1807: Ephraim Blackburn, low roller

Add comment November 11th, 2016 Headsman

On this date in 1807, a throw of the dice noosed Ephraim Blackburn.

The son of a Pennsylvanian who served in George Washington’s army, Blackburn sought his own martial adventure by joining the expedition of Louisiana-Mexico border trader Philip Nolan in 1801.

Nolan had spent the 1790s living and trading along the frontier of Mexico and (Spanish, until 1800) Louisiana. Nolan worked in a legal twilight, earning the connivance of some Mexican officials and the hostility of others; perhaps no Anglo was better-acquainted with Texas.

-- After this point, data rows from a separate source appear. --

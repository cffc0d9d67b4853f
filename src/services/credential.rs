//! Credential service: hash-and-store on registration, lookup by username.

use std::sync::Arc;
use tracing::{info, instrument};

use crate::auth::PasswordEncoder;
use crate::error::{AppError, AppResult};
use crate::models::{NewUser, User};
use crate::repositories::CredentialStore;

#[derive(Clone)]
pub struct CredentialService {
    store: Arc<dyn CredentialStore>,
    encoder: Arc<dyn PasswordEncoder>,
}

impl CredentialService {
    pub fn new(store: Arc<dyn CredentialStore>, encoder: Arc<dyn PasswordEncoder>) -> Self {
        Self { store, encoder }
    }

    pub fn encoder(&self) -> &Arc<dyn PasswordEncoder> {
        &self.encoder
    }

    /// Hash `password` and persist a new user. No validation: any strings are
    /// accepted and an existing username is not checked for.
    #[instrument(skip(self, password))]
    pub async fn register_user(
        &self,
        username: &str,
        password: &str,
        role: &str,
    ) -> AppResult<User> {
        let encoder = self.encoder.clone();
        let plain = password.to_owned();
        let password_hash = tokio::task::spawn_blocking(move || encoder.hash(&plain))
            .await
            .map_err(|e| AppError::Internal(anyhow::anyhow!("hash task: {}", e)))??;

        let user = self
            .store
            .save(NewUser {
                username: username.to_owned(),
                password_hash,
                role: role.to_owned(),
            })
            .await?;
        info!(user_id = user.id, username = %user.username, role = %user.role, "user registered");
        Ok(user)
    }

    pub async fn find_by_username(&self, username: &str) -> AppResult<Option<User>> {
        self.store.find_by_username(username).await
    }
}
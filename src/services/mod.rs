//! Business logic: user registration and lookup.

pub mod credential;

pub use credential::CredentialService;
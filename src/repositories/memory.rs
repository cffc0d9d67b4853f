//! Process-local credential store.

use async_trait::async_trait;
use std::sync::Arc;
use tokio::sync::RwLock;

use super::{single_result, CredentialStore};
use crate::error::AppResult;
use crate::models::{NewUser, User};

#[derive(Default)]
struct Table {
    next_id: i64,
    rows: Vec<User>,
}

/// In-memory `users` table. Ids start at 1; clones share the same table.
#[derive(Clone, Default)]
pub struct MemoryCredentialStore {
    table: Arc<RwLock<Table>>,
}

impl MemoryCredentialStore {
    pub fn new() -> Self {
        Self::default()
    }

    /// Number of stored users.
    pub async fn len(&self) -> usize {
        self.table.read().await.rows.len()
    }
}

#[async_trait]
impl CredentialStore for MemoryCredentialStore {
    async fn save(&self, user: NewUser) -> AppResult<User> {
        let mut table = self.table.write().await;
        table.next_id += 1;
        let user = user.with_id(table.next_id);
        table.rows.push(user.clone());
        Ok(user)
    }

    async fn find_by_username(&self, username: &str) -> AppResult<Option<User>> {
        let table = self.table.read().await;
        let rows = table
            .rows
            .iter()
            .filter(|u| u.username == username)
            .cloned()
            .collect();
        single_result(rows)
    }
}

By 1800 he was barred from the territory but assembled a coterie of 30-plus armed men and ventured into Texas once agan on an apparent filibustering operation seeking to carve out control of some piece of Texas. Our man Ephraim Blackburn was among these daring souls, whose wooden palisade somewhere near the Brazos River was quickly overwhelmed by a Mexican attack.

Nolan died in the battle, leading the remainder of his men to surrender. From there they would embark on a strange years-long legal road, their numbers continually winnowed by escapes. Ordinarily when one is prosecuted as a foreign invader, one is not permitted to have the liberty of the city or to go into business, but that is exactly what occurred with the Nolan men.

One of their number, Peter Ellis Bean, is known to have survived his incarceration; he escaped and fought for Father Miguel Hidalgo‘s Mexican revolutionaries against Spain, returned to the United States in 1818, then re-settled in post-independence Mexico. Bean conferred on posterity a memoir recalling that during their imprisonment,*

Some of my companions got leave of the general to go to other towns to live, but I thought I would find out some way of making something. I gave myself out as a hatter. There was a gentleman who trusted me for whatever was necessary to carry on that business. I employed two Spanish hatters to work with me, for, in fact, I was no hatter at all. In about six months I had so raised my name, that no one would purchase hats except of the American. By this means I got a number of journeymen to work with me. I was clear of debt, and making from fifty to sixty dollars per week.

All this entrepreneurialism was unfolding while capital case meandered with no great urgency among Spanish courts. One judge recommended the prisoners’ outright release in 1804; by the time the message had been shipped across the Atlantic and back, it was 1807, and the judge had died. The crown’s reversal horrifyingly required the death of one in every five of the invaders — although since deaths and escapes had now reduced their ranks to just nine, the local authorities mercifully rounded the figure down to one.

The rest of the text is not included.